For close to a decade, a bunch of male and female fitness friends have been congregating at Centennial Park 6am every Friday morning for StriveStronger Cycle Squad. I have known some of the group since I was 10 years old and find this group is a great litmus test for what is happening across society. When I ran The Great Resignation comb over the collective group, it uncovered the following:

Benny packed up from Sydney a year ago and is now living with his family in a beautiful house in Cabarita, north-eastern NSW, near Kingscliff.

Ryano and Aurelie sold their apartment on the lower north shore and are hanging out with the Hemsworth posse in Lennox Head.

The Bolt and his family have been chasing sheep, living on the family farm in the Hunter Valley for the past 4 months.

Johnny W got a posting to New York and is now living and loving the Big Apple.

Gastby packed up and moved to London to run a bank.

Carry and his family are navigating the bustling streets of Bangkok.

GT now resides in PNG after spending a year in India.

And while Benny, Ryano, The Bolt, Johnny, Gatsby, Carry and GT have all ‘resigned’ from our cycle squad, Strava tells me none of them have resigned from cycling, they are just no longer meeting us in Centennial Park.

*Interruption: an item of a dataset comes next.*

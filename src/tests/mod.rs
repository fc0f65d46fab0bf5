mod fallback_tests;
mod memory_tests;
mod usage_tests;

Slowly, there has been ‘a great resignation’ in our Friday morning squad. Each in their own way have been jolted into change due to COVID, new ways of working and form part of the great relocation/resignation.

Note: The size of our squad varies most weeks from 10 to 15 lycra-clad enthusiasts, so this is a significant proportion of our tribe.

Questions Need to be Asked

If you have been reading this blog and had moments where you thought “I think he’s talking to me”, I encourage you to invest some time to explore the following questions.

Suggestions for employees to think about:

Millions of people around the world are challenging the status quo as we transition to a new hybrid model, tearing up the old and rewriting a new model of work.

  • Why is work important to me and what do I want to achieve from my job?
  • Am I prepared to sacrifice less money for greater freedom?
  • What type of industry do I want to work in?
  • What type of hours do I want to work each week?
  • What type of leader, organisation and culture am I attracted to?
  • Where do I want to live?
  • What is my personal purpose and how do I want to live in the years ahead?
Suggestions for employers to think about:

I see and hear a lot of panic amidst large organisations right now in relation to keeping and attracting talent. Rather than spinning around worrying about what is going to happen, proactive organisations have a real opportunity to redefine the employee/employer relationship. Questions for leaders and organisations include:

  • What do I/we really stand for?
  • How do we attract and keep good talent?
  • What is our company value proposition other than just money/paying people?
  • Are we prepared to have a lot more flexible work practices?
  • How do we embed a strong company culture and create an organisation people want to join?
  • Are there areas in our leadership model/culture that we really need to change?
  • How do we create a purpose-aligned organisation where people want to work?
Final Ponderings

No one really knows how this is going to end.
Even the futurists missed predicting COVID.
But with massive change and disruption comes growth and opportunities to change working models, beliefs and ‘what we do around here.’

How are you going to leverage this unique moment in our lives and really shape the type of professional and personal life you’ve dreamt of having? Exciting times ahead!

Andrew May

 

[1] R. Baumeister, K. Vohs, J. Aaker & E. Garbinsky (2012) ‘Some Key Differences between a Happy Life and a Meaningful Life’, The Journal of Positive Psychology, 8 (6).